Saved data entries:

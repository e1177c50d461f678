//! # Inventory Commands
//!
//! The inventory editor: browse, add/edit a SKU, nudge on-hand.
//!
//! These writes are independent of sales; the ledger is the only thing that
//! depletes stock on checkout.

use cafe_core::ledger;
use cafe_core::stock::Upsert;
use cafe_core::validation::{validate_delta, validate_search_query, validate_stock_item};
use cafe_core::{Movement, MovementReason, StockItem};
use chrono::Utc;
use serde::{Deserialize, Serialize};
use tracing::{debug, info};

use crate::error::ApiError;
use crate::state::PosState;

/// One row of the inventory table.
#[derive(Debug, Clone, PartialEq, Eq, Serialize, Deserialize)]
#[serde(rename_all = "camelCase")]
pub struct InventoryRow {
    #[serde(flatten)]
    pub item: StockItem,
    /// On-hand at or below the reorder point.
    pub needs_reorder: bool,
}

impl From<&StockItem> for InventoryRow {
    fn from(item: &StockItem) -> Self {
        InventoryRow {
            item: item.clone(),
            needs_reorder: item.needs_reorder(),
        }
    }
}

#[derive(Debug, Clone, PartialEq, Eq, Serialize, Deserialize)]
#[serde(rename_all = "camelCase")]
pub struct UpsertResponse {
    pub item: InventoryRow,
    /// False when an existing SKU was replaced.
    pub inserted: bool,
}

/// Stock items whose name or SKU matches `query`; empty matches all.
pub fn list_inventory(pos: &PosState, query: &str) -> Result<Vec<InventoryRow>, ApiError> {
    let query = validate_search_query(query)?;
    debug!(query = %query, "list_inventory command");

    Ok(pos.with_session(|s| {
        s.transaction
            .stock
            .search(&query)
            .into_iter()
            .map(InventoryRow::from)
            .collect()
    }))
}

/// Items at or below their reorder point.
pub fn low_stock(pos: &PosState) -> Vec<InventoryRow> {
    debug!("low_stock command");
    pos.with_session(|s| {
        s.transaction
            .stock
            .needing_reorder()
            .into_iter()
            .map(InventoryRow::from)
            .collect()
    })
}

/// Adds a new SKU or replaces an existing one.
pub fn upsert_stock_item(pos: &PosState, item: StockItem) -> Result<UpsertResponse, ApiError> {
    debug!(sku = %item.sku, "upsert_stock_item command");
    validate_stock_item(&item)?;

    let row = InventoryRow::from(&item);
    let sku = item.sku.clone();
    let outcome = pos.with_session_mut(|s| s.transaction.stock.upsert(item));

    info!(sku = %sku, outcome = ?outcome, "Stock item saved");

    Ok(UpsertResponse {
        item: row,
        inserted: outcome == Upsert::Inserted,
    })
}

/// Adds `delta` to a SKU's on-hand (clamped at zero) and logs the movement.
///
/// ## Arguments
/// * `reason` - Movement reason label ("Purchase", "Waste/Spoilage", ...)
pub fn adjust_stock(
    pos: &PosState,
    sku: &str,
    delta: i64,
    reason: &str,
) -> Result<Movement, ApiError> {
    debug!(sku = %sku, delta, reason = %reason, "adjust_stock command");
    validate_delta(delta)?;
    let reason: MovementReason = reason.parse()?;

    let (movement, on_hand) = pos.with_session_mut(|s| {
        let movement =
            ledger::record_adjustment(&mut s.transaction.stock, sku, delta, reason, Utc::now())?;
        s.transaction.movements.prepend(std::slice::from_ref(&movement));
        let on_hand = s.transaction.stock.on_hand(sku).unwrap_or_default();
        Ok::<_, ApiError>((movement, on_hand))
    })?;

    info!(sku = %sku, delta, on_hand, reason = %reason, "Stock adjusted");
    Ok(movement)
}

TRY IT →
Only the lines above from the line containing "pub struct UpsertResponse" through the line containing "-> Result<Movement, ApiError>" should be retyped, exactly and with both ends included.

EXERCISE ANSWER →
pub struct UpsertResponse {
    pub item: InventoryRow,
    /// False when an existing SKU was replaced.
    pub inserted: bool,
}

/// Stock items whose name or SKU matches `query`; empty matches all.
pub fn list_inventory(pos: &PosState, query: &str) -> Result<Vec<InventoryRow>, ApiError> {
    let query = validate_search_query(query)?;
    debug!(query = %query, "list_inventory command");

    Ok(pos.with_session(|s| {
        s.transaction
            .stock
            .search(&query)
            .into_iter()
            .map(InventoryRow::from)
            .collect()
    }))
}

/// Items at or below their reorder point.
pub fn low_stock(pos: &PosState) -> Vec<InventoryRow> {
    debug!("low_stock command");
    pos.with_session(|s| {
        s.transaction
            .stock
            .needing_reorder()
            .into_iter()
            .map(InventoryRow::from)
            .collect()
    })
}

/// Adds a new SKU or replaces an existing one.
pub fn upsert_stock_item(pos: &PosState, item: StockItem) -> Result<UpsertResponse, ApiError> {
    debug!(sku = %item.sku, "upsert_stock_item command");
    validate_stock_item(&item)?;

    let row = InventoryRow::from(&item);
    let sku = item.sku.clone();
    let outcome = pos.with_session_mut(|s| s.transaction.stock.upsert(item));

    info!(sku = %sku, outcome = ?outcome, "Stock item saved");

    Ok(UpsertResponse {
        item: row,
        inserted: outcome == Upsert::Inserted,
    })
}

/// Adds `delta` to a SKU's on-hand (clamped at zero) and logs the movement.
///
/// ## Arguments
/// * `reason` - Movement reason label ("Purchase", "Waste/Spoilage", ...)
pub fn adjust_stock(
    pos: &PosState,
    sku: &str,
    delta: i64,
    reason: &str,
) -> Result<Movement, ApiError> {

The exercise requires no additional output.